Beholder: The Creepy Game You’ll Become Addicted To

Beholder
Beholder

I like to think that I’ve played almost every genre of video game out there, however, I finally came across something I’ve never played before. Beholder is a casual game where you play as Carl, the newly appointed landlord of a state run apartment building. Your job isn’t just fixing stuff when it breaks and evicting bad people, oh no, you have to spy on them, plant cameras in their apartments, profile their habits and report illegal stuff to the state. I can say it’s not like anything I’ve played before, but I’m now firmly addicted to it and here’s why you will be too:

Too Many Choices

In Beholder, you have to make choices to continue. These usually revolve around getting certain items (even illegal ones) for your family, what types of cameras to plant in apartments, reselling illegal goods for tenants, reporting good people because the state told you to, working for the resistance, lying, calling call girls for tenants, assassinating generals, and … well, the list goes on and on. Depending on the choices that you make, the game has hundreds of different outcomes. So far, I’ve gotten shot, arrested, stabbed, beat up… and I’ve only played a few days.

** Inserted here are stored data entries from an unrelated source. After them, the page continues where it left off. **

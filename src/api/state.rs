use crate::config::BasslineConfig;
use crate::debug_logs::LogCollector;

#[derive(Clone)]
pub struct AppState {
    pub collector: LogCollector,
}

impl AppState {
    pub fn from_config(config: &BasslineConfig) -> Self {
        Self {
            collector: LogCollector::from_config(&config.debug_logs),
        }
    }
}
//! TOML configuration for the Bassline service.
//!
//! Layered the usual way: an explicit file, then the `BASSLINE_CONFIG`
//! environment variable, then `/etc/bassline/bassline.toml`, and finally the
//! compiled-in defaults.

use std::path::{Path, PathBuf};

use anyhow::{Context, Result};
use serde::{Deserialize, Serialize};
use tracing::{debug, info, warn};

use crate::debug_logs::{DEFAULT_PRIVILEGE_COMMAND, DEFAULT_SCRIPT_PATH};

/// Environment variable naming an alternate config file.
pub const CONFIG_ENV_VAR: &str = "BASSLINE_CONFIG";

/// Standard system location of the config file.
pub const SYSTEM_CONFIG_PATH: &str = "/etc/bassline/bassline.toml";

// ---------------------------------------------------------------------------
// Top-level config
// ---------------------------------------------------------------------------

/// Root configuration for the Bassline process.
#[derive(Debug, Clone, Default, Serialize, Deserialize)]
pub struct BasslineConfig {
    #[serde(default)]
    pub server: ServerConfig,
    #[serde(default)]
    pub debug_logs: DebugLogsConfig,
    #[serde(default)]
    pub logging: LoggingConfig,
}

impl BasslineConfig {
    /// Load configuration from a TOML file at `path`.
    pub fn load(path: &Path) -> Result<Self> {
        let content = std::fs::read_to_string(path)
            .with_context(|| format!("failed to read config file: {}", path.display()))?;
        let config: Self = toml::from_str(&content)
            .with_context(|| format!("failed to parse config file: {}", path.display()))?;
        info!(path = %path.display(), "loaded bassline configuration");
        Ok(config)
    }

    /// Try `BASSLINE_CONFIG`, then the system path, then defaults.
    pub fn load_or_default() -> Self {
        let env_path = std::env::var_os(CONFIG_ENV_VAR).map(PathBuf::from);
        Self::load_layered(env_path.as_deref(), Path::new(SYSTEM_CONFIG_PATH))
    }

    fn load_layered(env_path: Option<&Path>, system_path: &Path) -> Self {
        if let Some(path) = env_path {
            match Self::load(path) {
                Ok(cfg) => return cfg,
                Err(e) => {
                    warn!(
                        path = %path.display(),
                        error = %e,
                        "BASSLINE_CONFIG set but file could not be loaded, trying fallback"
                    );
                }
            }
        }

        if system_path.exists() {
            match Self::load(system_path) {
                Ok(cfg) => return cfg,
                Err(e) => {
                    warn!(
                        path = %system_path.display(),
                        error = %e,
                        "system config file exists but could not be loaded, using defaults"
                    );
                }
            }
        }

        debug!("no config file found, using compiled-in defaults");
        Self::default()
    }
}

// ---------------------------------------------------------------------------
// Server
// ---------------------------------------------------------------------------

#[derive(Debug, Clone, Serialize, Deserialize)]
#[serde(default)]
pub struct ServerConfig {
    /// Address and port for the HTTP listener.
    pub listen_address: String,
}

impl Default for ServerConfig {
    fn default() -> Self {
        Self {
            listen_address: "0.0.0.0:8000".to_string(),
        }
    }
}

// ---------------------------------------------------------------------------
// Debug logs
// ---------------------------------------------------------------------------

/// How the privileged log collection helper is invoked.
#[derive(Debug, Clone, Serialize, Deserialize)]
#[serde(default)]
pub struct DebugLogsConfig {
    /// Privilege-escalation front end. Empty runs the script directly.
    pub privilege_command: String,
    /// Path to the helper script.
    pub script_path: PathBuf,
    /// Pass `-q` to the helper.
    pub quiet: bool,
}

impl Default for DebugLogsConfig {
    fn default() -> Self {
        Self {
            privilege_command: DEFAULT_PRIVILEGE_COMMAND.to_string(),
            script_path: PathBuf::from(DEFAULT_SCRIPT_PATH),
            quiet: true,
        }
    }
}

// ---------------------------------------------------------------------------
// Logging
// ---------------------------------------------------------------------------

#[derive(Debug, Clone, Serialize, Deserialize)]
#[serde(default)]
pub struct LoggingConfig {
    /// Default filter directive; `RUST_LOG` overrides it.
    pub level: String,
    pub format: LogFormat,
}

impl Default for LoggingConfig {
    fn default() -> Self {
        Self {
            level: "info".to_string(),
            format: LogFormat::Text,
        }
    }
}

#[derive(Debug, Clone, Copy, PartialEq, Eq, Serialize, Deserialize)]
#[serde(rename_all = "lowercase")]
pub enum LogFormat {
    Text,
    Json,
}

// ---------------------------------------------------------------------------
// Tests
// ---------------------------------------------------------------------------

The great thing is that when you start over, you can just make a different decision and have a completely different type of game. It all depends on what you do. However, there are so many different outcomes, that it’s easy to sit and play this game for hours and never realize it.

Graphics

The graphics crack me up. I don’t think that the developers could have chosen a better design for Beholder. Everything is dark and dirty looking, even the people are just black masses with white eyes and other small details. It’s just downright creepy – but funny at the same time. It adds to the whole air of the game being just depressing. However, when you zoom in on anything in a specific room, it is pretty detailed as far as the furniture and such goes.

Gameplay

An overview of the building.
An overview of the building.

As the Beholder, you monitor everyone in your building. When you have cameras installed, you can simply watch the screen and click on any illegal or profiling behaviors. If you don’t, you have to search their apartments for items or peek through their keyholes to see what they are doing. You also have to question people in the building about other characters, report back to the ministry, install propaganda, repair items, repair whole apartments, decide who to let move into your building, save up money to save your daughter and try to escape the country if you have to. There is literally no shortage of things that you have to do in the game.

Just Being a Bad Guy

Did I mention yet that you can steal from your tenants too? Oh, I didn’t? Well, yeah, there’s that. Of course, you can get in trouble for stealing if you do it too much. You also get in trouble for being caught in their apartments when they come home so you really have to watch for them to arrive back at the building or come up the elevator. You can be a huge jerk if you really want to and plant illegal items in their homes, then reporting them and having them arrested. If you really wanted to be a jerk that is.

Being a Good Guy

However, you can also decide to help the resistance. If you do, you can help good people escape the country, have war criminals (who are state heroes) killed in the alley way of your building, get the illegal medicine your daughter needs to stay alive and things of that nature. The problem is, eventually you come up on a review and you’re arrested. It’s really comical when you’re arrested too.

Characters

The characters in Beholder are really well done. There are some that you’ll instantly like and feel bad for, and then there are those that you can’t wait to see arrested. (The cops will beat the tar out of them when they are arrested… but they do that to everyone they arrest.) The writers for this game did a great job of ensuring that you feel strongly about the characters in one way or another, which is great. Of course, it makes it harder to make some decisions against a character if you like them or vice versa.

Is There a Wiki?

Oh thank gawd yes there is. There were several times I got stuck and had to look something up. Apparently, I am not the only person who has too much time on their hands when it comes to gaming. You’ll find all the help that you need on the Beholder wiki, but the good thing is that it doesn’t mean any type of spoilers or problems, as each different decision that you make will just change the ending of the game slightly.

Overall

No matter what type of game you love, I highly recommend Beholder as something different, something out of your comfort zone. You’ll love it just as much as I do and end up playing for hours, just being a complete ass or being a good guy and paying for it if you can’t escape the country in time. Either way, Beholder was beyond worth the $10 I paid for it on Steam.

Trying not to melt away in the heat of Oklahoma, MD Weems has been a writer and artist for over 20 years. Her written works over all types of gaming have been used in college level game design textbooks as well as in US Patents over virtual character design. She has worked with gaming companies all over the world and is even cool enough to have her own Korean cartoon character.